(Collected data entries)

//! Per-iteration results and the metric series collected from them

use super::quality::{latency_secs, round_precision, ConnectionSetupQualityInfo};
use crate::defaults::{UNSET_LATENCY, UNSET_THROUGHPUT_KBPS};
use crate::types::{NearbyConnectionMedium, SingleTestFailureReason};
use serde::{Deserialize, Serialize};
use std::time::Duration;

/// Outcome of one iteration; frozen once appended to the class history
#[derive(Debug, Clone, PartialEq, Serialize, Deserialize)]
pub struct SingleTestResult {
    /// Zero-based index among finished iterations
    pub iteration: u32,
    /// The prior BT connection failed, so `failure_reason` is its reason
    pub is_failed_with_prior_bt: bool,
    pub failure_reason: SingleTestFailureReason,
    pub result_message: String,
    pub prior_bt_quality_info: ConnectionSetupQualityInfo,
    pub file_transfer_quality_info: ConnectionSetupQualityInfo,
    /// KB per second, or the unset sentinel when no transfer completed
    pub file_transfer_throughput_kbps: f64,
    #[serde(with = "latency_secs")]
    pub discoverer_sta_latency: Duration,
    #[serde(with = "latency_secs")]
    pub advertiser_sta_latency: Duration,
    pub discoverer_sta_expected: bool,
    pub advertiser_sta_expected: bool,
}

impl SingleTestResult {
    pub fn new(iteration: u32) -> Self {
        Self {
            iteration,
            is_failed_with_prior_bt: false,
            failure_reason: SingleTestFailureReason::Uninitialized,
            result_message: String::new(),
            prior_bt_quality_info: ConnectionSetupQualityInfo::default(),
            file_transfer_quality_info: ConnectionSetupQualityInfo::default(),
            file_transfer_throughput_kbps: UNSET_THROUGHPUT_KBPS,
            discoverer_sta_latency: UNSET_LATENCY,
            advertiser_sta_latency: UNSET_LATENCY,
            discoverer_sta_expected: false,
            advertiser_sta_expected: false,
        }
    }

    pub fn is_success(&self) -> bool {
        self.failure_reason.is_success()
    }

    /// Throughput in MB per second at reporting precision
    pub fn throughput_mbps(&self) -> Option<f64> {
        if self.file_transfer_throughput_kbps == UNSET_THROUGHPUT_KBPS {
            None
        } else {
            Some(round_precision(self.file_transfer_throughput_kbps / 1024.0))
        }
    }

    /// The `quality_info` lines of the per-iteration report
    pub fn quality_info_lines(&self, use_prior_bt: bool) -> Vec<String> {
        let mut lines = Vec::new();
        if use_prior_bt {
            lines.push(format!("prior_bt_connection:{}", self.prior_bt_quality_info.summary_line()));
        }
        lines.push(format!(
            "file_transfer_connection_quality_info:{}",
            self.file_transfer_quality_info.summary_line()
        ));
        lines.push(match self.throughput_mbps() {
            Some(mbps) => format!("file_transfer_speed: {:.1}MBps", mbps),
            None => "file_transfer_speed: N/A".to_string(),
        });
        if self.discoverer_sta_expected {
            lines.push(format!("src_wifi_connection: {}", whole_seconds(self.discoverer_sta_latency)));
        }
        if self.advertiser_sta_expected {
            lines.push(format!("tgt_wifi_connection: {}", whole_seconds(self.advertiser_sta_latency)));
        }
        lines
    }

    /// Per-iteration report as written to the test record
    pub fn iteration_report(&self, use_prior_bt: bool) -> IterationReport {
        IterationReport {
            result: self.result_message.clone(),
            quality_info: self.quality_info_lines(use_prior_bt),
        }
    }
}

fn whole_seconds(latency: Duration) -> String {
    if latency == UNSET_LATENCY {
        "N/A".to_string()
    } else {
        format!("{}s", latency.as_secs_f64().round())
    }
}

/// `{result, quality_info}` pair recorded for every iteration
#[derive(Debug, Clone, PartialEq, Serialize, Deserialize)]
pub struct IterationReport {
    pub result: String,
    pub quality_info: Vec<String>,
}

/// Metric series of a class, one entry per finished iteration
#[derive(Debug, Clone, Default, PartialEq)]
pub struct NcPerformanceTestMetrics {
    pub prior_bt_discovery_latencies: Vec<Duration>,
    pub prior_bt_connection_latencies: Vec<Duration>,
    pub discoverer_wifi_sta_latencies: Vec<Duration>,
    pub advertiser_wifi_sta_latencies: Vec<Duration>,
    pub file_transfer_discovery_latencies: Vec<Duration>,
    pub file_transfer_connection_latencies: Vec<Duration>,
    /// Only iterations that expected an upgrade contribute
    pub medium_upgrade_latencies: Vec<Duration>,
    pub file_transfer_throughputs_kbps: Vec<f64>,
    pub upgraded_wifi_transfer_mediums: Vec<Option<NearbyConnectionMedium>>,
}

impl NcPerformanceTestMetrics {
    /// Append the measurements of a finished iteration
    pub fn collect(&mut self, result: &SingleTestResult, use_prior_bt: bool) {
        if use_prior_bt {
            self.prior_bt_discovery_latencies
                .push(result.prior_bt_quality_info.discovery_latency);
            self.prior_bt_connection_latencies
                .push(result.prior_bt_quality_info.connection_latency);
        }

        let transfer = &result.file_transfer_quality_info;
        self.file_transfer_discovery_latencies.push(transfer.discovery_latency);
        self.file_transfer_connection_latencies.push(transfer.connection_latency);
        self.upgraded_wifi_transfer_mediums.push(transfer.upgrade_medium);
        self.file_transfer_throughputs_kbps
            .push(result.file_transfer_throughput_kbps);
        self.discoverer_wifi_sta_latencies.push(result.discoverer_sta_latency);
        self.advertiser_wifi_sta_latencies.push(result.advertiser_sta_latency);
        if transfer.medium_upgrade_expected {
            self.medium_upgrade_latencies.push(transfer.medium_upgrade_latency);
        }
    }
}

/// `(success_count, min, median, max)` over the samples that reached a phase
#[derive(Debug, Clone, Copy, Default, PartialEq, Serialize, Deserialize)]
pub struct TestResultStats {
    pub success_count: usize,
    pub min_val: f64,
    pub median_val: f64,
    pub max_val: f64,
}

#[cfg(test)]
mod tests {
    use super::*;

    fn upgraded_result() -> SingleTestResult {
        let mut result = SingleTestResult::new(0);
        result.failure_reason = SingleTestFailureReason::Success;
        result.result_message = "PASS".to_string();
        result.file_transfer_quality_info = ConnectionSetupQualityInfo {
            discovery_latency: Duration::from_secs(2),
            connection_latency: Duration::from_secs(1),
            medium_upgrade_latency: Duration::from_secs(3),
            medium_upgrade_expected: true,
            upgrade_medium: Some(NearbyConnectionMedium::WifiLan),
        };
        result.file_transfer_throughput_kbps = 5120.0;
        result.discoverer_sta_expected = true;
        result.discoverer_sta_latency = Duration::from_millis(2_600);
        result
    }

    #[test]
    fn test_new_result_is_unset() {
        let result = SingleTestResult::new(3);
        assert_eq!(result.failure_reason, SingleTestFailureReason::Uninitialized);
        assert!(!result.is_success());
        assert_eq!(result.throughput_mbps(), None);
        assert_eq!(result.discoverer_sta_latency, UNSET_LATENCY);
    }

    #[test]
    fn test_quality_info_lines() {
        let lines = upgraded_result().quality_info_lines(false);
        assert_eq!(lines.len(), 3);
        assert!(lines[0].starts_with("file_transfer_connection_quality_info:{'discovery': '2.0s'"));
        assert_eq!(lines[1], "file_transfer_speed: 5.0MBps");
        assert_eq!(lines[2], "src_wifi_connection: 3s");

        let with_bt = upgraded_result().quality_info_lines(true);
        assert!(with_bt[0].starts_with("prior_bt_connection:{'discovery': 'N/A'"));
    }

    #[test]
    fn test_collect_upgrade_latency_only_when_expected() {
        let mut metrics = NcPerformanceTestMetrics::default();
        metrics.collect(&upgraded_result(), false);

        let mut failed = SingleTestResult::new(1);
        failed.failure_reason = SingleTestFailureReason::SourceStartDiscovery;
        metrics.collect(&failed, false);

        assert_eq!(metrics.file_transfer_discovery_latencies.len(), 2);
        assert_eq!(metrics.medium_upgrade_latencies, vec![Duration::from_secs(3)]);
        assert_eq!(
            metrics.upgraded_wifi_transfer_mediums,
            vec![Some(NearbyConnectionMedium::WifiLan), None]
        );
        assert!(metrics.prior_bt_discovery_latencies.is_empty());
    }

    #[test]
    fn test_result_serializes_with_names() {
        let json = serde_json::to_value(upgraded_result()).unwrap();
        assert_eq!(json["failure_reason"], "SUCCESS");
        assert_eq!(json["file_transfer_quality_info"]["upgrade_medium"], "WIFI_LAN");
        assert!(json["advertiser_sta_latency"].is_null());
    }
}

Problem details:
What you should output is every line of the records above, from the first through the line containing "the class history", unchanged.

Written solution:
//! Per-iteration results and the metric series collected from them

use super::quality::{latency_secs, round_precision, ConnectionSetupQualityInfo};
use crate::defaults::{UNSET_LATENCY, UNSET_THROUGHPUT_KBPS};
use crate::types::{NearbyConnectionMedium, SingleTestFailureReason};
use serde::{Deserialize, Serialize};
use std::time::Duration;

/// Outcome of one iteration; frozen once appended to the class history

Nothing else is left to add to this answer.